Stored items
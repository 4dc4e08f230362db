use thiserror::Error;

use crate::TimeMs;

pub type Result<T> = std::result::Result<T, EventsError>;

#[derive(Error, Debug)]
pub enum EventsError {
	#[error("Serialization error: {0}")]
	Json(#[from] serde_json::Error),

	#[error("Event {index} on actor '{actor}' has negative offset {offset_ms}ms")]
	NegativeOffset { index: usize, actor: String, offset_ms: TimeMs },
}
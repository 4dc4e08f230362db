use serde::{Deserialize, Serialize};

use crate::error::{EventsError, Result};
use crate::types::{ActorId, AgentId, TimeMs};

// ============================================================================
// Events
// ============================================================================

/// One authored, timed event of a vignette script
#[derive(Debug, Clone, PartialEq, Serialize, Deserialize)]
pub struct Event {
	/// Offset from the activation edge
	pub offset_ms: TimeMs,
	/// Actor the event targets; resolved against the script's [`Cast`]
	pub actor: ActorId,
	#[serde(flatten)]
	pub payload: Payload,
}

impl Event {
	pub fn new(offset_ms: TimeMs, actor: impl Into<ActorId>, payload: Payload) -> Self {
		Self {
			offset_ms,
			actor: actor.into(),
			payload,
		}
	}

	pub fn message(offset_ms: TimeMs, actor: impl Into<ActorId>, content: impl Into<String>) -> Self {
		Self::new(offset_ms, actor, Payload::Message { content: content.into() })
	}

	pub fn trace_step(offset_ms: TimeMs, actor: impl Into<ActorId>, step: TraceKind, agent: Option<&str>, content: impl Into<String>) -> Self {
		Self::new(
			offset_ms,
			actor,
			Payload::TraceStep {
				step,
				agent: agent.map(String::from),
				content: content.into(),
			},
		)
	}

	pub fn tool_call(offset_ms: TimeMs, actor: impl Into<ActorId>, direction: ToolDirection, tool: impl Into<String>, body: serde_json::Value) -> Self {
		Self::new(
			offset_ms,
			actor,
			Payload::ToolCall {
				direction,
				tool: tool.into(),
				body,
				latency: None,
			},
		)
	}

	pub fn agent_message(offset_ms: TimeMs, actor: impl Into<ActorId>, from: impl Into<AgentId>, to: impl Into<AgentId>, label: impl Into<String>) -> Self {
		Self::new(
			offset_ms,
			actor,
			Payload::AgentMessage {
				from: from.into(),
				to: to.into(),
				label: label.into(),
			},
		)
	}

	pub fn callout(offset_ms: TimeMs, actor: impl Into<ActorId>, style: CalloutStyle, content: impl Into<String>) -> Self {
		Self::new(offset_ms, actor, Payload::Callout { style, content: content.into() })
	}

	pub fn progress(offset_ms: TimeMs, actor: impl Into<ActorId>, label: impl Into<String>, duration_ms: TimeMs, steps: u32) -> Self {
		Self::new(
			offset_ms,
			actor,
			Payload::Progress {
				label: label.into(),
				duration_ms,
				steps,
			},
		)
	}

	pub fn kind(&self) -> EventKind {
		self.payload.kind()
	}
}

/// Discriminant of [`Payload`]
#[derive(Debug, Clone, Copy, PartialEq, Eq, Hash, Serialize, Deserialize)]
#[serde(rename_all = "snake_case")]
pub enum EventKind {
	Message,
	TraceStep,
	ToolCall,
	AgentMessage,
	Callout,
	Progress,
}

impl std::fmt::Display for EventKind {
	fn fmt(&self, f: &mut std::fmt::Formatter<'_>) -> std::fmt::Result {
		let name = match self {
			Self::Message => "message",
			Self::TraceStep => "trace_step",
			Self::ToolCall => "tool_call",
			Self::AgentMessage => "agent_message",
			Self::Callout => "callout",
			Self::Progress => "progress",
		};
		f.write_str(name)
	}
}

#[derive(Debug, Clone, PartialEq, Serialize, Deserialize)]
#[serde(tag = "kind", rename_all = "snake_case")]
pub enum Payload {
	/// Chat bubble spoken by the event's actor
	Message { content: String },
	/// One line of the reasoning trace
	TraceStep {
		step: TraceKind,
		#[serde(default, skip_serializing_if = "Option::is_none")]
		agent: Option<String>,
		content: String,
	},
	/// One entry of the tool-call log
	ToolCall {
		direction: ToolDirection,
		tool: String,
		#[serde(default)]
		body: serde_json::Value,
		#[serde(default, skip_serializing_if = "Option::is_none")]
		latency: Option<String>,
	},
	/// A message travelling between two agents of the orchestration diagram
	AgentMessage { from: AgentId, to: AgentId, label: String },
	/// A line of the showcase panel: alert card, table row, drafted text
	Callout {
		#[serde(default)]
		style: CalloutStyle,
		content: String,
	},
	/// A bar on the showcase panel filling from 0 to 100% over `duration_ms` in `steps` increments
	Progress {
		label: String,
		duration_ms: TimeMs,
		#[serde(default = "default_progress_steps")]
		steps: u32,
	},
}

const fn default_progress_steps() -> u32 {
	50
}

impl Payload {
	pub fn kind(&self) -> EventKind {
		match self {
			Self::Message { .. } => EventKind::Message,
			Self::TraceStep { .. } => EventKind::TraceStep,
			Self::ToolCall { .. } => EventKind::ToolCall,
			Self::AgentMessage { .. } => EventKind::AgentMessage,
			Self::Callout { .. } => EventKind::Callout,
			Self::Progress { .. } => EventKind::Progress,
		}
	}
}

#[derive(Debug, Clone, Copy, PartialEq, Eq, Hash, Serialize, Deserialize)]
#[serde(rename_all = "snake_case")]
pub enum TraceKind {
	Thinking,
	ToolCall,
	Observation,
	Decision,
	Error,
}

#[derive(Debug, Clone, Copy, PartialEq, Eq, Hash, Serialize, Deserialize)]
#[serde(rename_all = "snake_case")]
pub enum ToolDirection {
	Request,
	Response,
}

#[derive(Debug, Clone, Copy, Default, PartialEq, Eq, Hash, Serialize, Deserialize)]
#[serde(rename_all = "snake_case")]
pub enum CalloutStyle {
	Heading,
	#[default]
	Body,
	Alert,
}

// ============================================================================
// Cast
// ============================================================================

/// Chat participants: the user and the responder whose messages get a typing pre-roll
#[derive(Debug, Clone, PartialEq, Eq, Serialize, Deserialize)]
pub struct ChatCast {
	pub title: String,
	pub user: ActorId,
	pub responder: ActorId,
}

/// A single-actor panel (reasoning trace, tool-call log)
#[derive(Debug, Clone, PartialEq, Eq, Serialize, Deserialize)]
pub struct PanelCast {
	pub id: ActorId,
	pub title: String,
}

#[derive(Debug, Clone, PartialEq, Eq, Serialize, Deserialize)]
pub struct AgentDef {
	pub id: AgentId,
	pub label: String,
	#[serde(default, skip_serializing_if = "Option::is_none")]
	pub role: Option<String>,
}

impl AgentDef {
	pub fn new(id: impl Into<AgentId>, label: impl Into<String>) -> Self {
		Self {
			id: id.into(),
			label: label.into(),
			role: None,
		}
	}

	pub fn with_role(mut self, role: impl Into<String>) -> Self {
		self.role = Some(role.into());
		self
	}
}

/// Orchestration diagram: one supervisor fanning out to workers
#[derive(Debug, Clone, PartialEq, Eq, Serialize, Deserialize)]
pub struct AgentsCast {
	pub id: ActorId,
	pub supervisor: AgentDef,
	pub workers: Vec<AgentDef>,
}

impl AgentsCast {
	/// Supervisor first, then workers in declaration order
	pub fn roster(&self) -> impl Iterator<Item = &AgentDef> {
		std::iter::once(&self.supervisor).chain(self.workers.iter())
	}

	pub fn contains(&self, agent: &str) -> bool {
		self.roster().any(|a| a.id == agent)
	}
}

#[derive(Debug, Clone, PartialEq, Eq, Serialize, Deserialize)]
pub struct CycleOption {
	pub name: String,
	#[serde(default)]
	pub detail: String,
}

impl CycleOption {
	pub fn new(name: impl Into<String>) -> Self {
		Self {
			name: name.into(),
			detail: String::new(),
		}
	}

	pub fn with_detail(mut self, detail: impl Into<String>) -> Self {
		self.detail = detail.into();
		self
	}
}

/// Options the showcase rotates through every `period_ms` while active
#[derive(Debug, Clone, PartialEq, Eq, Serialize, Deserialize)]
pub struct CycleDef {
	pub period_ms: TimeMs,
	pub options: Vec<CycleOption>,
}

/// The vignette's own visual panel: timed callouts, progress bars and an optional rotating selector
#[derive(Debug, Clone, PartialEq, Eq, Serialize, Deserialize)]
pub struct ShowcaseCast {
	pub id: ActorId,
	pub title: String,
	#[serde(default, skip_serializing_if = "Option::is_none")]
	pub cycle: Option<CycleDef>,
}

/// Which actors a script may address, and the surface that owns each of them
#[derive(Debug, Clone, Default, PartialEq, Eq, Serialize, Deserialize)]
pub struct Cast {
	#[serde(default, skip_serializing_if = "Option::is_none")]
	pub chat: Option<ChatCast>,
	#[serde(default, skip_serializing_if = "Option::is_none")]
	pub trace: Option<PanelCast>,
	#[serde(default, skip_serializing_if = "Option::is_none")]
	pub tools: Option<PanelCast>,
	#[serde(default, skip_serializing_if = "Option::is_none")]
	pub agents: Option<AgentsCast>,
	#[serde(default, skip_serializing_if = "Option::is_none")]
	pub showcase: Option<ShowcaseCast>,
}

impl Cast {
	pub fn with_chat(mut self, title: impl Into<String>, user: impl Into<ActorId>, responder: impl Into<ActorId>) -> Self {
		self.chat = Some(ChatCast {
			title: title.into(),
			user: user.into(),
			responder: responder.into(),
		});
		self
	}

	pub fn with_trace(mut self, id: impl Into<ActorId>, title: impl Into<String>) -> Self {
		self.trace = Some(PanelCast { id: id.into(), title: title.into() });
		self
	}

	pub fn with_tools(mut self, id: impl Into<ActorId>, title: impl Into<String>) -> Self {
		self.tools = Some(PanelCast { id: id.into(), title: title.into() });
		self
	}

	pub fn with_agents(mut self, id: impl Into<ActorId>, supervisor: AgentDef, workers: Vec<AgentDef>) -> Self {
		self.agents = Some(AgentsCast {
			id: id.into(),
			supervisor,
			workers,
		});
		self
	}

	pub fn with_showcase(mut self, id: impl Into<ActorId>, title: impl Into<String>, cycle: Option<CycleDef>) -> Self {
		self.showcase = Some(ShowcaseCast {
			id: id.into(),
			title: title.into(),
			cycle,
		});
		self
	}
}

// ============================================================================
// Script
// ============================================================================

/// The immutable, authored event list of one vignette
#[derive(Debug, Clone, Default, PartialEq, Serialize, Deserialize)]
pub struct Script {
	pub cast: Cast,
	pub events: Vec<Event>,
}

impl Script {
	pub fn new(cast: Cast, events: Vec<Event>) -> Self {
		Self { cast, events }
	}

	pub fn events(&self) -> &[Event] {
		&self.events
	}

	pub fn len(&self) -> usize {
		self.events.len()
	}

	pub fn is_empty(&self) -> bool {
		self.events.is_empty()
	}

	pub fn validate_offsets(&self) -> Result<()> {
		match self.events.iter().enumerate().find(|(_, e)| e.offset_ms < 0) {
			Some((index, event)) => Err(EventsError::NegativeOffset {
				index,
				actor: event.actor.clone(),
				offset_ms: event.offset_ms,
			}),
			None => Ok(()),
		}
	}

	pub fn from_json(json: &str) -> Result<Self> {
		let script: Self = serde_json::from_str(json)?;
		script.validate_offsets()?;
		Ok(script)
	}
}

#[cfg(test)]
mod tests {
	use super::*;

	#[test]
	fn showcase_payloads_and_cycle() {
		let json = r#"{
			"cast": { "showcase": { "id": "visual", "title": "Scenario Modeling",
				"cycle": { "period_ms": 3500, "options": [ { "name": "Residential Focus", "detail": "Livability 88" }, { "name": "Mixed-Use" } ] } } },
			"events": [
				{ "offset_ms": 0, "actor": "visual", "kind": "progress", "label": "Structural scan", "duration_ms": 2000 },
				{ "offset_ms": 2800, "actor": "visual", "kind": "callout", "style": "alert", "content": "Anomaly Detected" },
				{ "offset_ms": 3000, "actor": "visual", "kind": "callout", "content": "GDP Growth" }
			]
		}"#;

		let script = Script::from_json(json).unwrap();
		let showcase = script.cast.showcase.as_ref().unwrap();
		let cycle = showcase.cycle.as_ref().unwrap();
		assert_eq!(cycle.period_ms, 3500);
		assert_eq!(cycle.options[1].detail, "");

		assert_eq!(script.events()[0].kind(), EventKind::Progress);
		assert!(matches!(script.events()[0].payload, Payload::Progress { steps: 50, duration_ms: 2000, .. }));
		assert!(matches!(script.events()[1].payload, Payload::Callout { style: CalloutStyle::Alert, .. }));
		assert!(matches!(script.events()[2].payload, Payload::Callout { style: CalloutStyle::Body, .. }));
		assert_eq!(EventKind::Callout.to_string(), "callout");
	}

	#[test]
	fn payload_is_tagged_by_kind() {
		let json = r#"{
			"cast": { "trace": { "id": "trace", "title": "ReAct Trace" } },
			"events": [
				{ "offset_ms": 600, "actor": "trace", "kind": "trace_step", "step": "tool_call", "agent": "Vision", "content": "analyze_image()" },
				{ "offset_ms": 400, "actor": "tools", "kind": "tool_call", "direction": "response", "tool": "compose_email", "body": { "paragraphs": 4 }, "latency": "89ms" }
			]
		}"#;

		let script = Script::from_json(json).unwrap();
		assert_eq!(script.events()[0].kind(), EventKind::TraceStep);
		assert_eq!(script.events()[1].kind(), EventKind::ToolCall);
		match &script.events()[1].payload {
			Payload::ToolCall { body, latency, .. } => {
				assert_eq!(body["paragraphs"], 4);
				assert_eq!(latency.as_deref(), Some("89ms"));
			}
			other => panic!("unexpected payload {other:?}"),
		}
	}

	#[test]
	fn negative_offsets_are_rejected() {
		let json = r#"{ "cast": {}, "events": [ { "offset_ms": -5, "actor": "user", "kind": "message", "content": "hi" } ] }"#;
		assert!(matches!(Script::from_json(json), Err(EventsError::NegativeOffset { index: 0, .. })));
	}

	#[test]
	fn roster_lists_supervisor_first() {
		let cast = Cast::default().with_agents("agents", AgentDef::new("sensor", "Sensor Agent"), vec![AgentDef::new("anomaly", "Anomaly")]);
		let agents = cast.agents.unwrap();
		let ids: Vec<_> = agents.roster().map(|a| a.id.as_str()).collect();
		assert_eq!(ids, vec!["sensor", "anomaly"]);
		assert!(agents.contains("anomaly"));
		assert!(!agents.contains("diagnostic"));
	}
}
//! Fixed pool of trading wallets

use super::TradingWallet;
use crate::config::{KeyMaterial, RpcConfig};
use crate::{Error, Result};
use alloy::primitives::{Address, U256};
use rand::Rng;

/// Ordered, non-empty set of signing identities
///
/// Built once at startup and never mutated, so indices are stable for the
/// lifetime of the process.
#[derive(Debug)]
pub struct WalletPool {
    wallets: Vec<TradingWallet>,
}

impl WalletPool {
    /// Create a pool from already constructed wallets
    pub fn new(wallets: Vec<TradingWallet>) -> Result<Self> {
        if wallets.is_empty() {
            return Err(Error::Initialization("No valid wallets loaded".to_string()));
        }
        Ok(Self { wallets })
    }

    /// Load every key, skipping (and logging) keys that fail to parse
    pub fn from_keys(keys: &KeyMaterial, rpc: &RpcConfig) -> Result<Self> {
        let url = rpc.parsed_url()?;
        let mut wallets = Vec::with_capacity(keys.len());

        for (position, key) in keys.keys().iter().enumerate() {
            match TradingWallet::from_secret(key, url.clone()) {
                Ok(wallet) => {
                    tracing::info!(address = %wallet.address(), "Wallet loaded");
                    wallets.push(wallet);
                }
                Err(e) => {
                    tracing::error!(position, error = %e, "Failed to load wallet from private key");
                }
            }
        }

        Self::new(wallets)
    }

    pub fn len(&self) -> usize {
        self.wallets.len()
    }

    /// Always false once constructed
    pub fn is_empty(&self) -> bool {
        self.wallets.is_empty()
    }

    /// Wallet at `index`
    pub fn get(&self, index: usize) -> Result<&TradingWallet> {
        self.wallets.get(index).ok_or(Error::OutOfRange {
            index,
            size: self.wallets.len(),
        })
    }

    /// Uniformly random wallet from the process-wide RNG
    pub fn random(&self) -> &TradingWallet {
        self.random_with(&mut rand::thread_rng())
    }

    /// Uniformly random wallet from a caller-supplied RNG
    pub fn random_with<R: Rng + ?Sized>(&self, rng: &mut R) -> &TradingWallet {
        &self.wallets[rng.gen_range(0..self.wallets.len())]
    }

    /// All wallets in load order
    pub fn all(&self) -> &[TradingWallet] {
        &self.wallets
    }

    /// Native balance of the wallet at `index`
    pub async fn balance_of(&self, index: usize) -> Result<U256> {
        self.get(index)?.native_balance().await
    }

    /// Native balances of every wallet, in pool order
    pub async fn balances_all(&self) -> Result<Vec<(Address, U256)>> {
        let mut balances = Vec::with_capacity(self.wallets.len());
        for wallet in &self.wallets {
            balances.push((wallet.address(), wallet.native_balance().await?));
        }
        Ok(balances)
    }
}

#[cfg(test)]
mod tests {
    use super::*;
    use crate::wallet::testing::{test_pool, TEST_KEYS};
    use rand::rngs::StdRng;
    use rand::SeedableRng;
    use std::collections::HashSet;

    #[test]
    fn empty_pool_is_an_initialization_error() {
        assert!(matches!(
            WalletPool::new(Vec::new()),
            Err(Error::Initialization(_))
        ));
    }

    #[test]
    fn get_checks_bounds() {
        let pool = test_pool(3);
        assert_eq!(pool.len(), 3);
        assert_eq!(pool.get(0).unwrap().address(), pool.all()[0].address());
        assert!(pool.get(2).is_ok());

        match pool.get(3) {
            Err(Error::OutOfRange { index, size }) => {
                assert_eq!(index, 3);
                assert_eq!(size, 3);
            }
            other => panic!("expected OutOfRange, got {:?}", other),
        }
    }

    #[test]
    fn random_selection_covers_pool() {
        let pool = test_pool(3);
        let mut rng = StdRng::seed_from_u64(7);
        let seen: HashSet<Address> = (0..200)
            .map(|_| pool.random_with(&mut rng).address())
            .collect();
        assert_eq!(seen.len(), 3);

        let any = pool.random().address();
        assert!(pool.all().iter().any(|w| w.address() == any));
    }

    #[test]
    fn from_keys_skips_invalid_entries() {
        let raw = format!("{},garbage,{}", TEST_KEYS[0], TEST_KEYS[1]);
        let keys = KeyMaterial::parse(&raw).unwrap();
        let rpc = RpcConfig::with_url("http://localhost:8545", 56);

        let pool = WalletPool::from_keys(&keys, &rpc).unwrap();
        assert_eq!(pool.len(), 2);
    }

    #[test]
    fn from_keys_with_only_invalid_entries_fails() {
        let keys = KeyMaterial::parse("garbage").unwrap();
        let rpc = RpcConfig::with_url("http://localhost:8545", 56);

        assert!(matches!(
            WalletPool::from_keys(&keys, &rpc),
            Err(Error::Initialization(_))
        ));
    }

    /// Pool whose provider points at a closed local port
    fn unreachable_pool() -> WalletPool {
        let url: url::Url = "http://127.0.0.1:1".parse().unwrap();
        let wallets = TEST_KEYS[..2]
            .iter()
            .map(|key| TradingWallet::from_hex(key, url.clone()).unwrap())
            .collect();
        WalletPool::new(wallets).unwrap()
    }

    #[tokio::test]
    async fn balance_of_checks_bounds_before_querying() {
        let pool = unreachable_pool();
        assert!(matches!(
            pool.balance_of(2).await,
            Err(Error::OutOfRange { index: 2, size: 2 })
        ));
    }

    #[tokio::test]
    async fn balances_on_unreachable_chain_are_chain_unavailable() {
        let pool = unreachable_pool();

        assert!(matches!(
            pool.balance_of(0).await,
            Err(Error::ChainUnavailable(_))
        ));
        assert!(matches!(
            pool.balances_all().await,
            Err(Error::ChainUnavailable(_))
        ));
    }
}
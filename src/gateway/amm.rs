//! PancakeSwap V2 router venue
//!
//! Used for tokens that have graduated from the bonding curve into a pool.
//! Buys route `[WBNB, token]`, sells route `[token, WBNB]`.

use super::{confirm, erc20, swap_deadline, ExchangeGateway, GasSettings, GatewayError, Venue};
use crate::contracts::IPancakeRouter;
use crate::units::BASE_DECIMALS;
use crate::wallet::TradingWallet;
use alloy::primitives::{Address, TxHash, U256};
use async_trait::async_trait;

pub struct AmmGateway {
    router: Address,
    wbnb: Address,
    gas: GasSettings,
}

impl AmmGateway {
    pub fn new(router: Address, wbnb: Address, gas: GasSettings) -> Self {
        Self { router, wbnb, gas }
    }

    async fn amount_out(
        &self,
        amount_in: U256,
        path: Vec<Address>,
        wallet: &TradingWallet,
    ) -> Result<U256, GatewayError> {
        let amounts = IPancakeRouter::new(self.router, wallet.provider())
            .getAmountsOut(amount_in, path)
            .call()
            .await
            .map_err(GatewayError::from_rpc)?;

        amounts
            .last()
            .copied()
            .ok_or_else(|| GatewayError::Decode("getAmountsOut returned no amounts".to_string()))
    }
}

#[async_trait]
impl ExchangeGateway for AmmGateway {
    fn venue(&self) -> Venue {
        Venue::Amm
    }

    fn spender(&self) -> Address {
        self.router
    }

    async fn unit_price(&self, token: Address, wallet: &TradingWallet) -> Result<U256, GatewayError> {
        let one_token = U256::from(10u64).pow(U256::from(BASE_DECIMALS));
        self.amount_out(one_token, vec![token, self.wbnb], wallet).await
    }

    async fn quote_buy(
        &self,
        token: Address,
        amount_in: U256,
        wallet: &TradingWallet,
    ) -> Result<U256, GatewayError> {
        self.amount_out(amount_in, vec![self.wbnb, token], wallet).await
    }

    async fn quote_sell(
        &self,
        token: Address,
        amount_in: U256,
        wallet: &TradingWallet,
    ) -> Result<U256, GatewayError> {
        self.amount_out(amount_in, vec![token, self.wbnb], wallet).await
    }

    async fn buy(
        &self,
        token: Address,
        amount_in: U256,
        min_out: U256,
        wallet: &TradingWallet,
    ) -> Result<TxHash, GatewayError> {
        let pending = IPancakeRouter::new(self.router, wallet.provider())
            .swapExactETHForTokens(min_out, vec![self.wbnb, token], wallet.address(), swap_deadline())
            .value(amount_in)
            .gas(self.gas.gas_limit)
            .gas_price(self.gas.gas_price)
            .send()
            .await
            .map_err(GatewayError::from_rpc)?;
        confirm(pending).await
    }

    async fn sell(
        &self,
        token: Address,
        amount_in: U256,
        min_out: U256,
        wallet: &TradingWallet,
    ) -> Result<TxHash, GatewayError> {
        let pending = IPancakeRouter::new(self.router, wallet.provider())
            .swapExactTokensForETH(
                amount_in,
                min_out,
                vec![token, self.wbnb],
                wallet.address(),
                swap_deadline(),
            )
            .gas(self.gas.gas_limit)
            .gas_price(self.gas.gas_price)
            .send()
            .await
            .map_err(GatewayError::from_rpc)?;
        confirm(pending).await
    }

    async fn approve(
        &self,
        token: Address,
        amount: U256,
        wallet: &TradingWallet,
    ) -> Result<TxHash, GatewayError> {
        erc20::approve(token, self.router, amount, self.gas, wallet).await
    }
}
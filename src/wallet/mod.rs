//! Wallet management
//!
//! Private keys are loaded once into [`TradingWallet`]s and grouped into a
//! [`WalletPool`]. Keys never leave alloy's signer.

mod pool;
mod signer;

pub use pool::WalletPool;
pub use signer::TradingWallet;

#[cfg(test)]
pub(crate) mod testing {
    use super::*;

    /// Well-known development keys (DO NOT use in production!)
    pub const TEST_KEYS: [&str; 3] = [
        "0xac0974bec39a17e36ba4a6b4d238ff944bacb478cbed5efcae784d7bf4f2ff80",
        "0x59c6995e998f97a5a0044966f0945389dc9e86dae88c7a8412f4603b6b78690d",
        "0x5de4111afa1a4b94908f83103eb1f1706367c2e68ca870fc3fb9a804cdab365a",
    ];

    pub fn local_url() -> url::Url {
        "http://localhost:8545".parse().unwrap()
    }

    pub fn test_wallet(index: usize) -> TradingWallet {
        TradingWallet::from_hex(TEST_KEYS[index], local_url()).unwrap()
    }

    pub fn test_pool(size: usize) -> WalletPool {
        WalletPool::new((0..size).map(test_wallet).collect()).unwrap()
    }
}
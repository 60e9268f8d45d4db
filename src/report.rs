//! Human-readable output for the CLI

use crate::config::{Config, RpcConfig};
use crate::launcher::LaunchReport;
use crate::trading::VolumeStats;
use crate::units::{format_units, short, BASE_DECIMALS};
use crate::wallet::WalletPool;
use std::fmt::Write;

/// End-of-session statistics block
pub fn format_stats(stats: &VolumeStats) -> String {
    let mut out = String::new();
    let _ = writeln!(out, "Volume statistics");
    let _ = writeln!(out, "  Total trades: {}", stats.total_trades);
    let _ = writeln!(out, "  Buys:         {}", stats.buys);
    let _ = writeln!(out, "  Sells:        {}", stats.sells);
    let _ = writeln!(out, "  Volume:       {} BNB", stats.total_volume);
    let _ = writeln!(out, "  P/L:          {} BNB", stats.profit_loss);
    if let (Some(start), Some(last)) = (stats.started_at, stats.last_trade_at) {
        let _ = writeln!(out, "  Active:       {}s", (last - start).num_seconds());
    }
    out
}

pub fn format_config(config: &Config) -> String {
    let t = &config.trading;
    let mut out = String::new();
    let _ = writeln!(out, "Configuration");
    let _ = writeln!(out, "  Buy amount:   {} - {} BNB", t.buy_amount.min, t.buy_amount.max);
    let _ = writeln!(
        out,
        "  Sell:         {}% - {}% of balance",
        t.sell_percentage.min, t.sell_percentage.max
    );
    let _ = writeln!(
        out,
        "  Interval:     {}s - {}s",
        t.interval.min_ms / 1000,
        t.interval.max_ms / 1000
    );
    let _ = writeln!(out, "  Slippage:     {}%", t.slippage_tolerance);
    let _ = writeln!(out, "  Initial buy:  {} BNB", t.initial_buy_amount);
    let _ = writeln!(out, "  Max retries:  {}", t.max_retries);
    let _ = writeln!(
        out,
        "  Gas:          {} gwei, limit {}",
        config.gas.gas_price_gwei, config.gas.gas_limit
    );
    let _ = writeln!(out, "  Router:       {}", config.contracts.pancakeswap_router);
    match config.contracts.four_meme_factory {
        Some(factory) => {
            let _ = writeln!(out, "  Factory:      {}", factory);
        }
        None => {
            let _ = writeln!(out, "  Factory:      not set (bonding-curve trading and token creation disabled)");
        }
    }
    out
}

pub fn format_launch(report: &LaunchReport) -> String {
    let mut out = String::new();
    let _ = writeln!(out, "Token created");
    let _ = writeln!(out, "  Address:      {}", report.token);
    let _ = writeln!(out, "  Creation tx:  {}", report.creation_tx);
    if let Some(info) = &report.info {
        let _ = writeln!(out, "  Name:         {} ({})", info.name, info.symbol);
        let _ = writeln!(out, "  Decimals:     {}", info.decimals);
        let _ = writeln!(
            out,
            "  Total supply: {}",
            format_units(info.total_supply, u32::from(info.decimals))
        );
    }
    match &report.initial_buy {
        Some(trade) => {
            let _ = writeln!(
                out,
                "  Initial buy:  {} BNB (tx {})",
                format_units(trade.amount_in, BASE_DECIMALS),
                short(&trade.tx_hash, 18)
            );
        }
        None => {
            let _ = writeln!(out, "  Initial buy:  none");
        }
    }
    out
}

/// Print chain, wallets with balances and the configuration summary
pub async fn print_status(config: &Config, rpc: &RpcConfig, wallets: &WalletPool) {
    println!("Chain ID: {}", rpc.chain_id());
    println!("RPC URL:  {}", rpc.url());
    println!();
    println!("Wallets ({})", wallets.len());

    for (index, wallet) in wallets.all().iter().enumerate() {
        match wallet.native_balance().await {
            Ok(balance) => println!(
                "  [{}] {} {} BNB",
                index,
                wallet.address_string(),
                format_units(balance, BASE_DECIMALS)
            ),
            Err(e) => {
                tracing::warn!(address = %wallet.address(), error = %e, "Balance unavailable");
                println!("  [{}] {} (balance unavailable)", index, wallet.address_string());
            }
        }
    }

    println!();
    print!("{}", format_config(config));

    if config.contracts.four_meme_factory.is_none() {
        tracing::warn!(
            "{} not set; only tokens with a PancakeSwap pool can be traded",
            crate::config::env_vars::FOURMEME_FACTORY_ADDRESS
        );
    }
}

Instructions for the task: Restate word for word the entries above, starting at the line with "pub fn new(name: impl" and ending at the line with "Options the showcase", inclusive, and no others.

Result of the task:
	pub fn new(name: impl Into<String>) -> Self {
		Self {
			name: name.into(),
			detail: String::new(),
		}
	}

	pub fn with_detail(mut self, detail: impl Into<String>) -> Self {
		self.detail = detail.into();
		self
	}
}

/// Options the showcase rotates through every `period_ms` while active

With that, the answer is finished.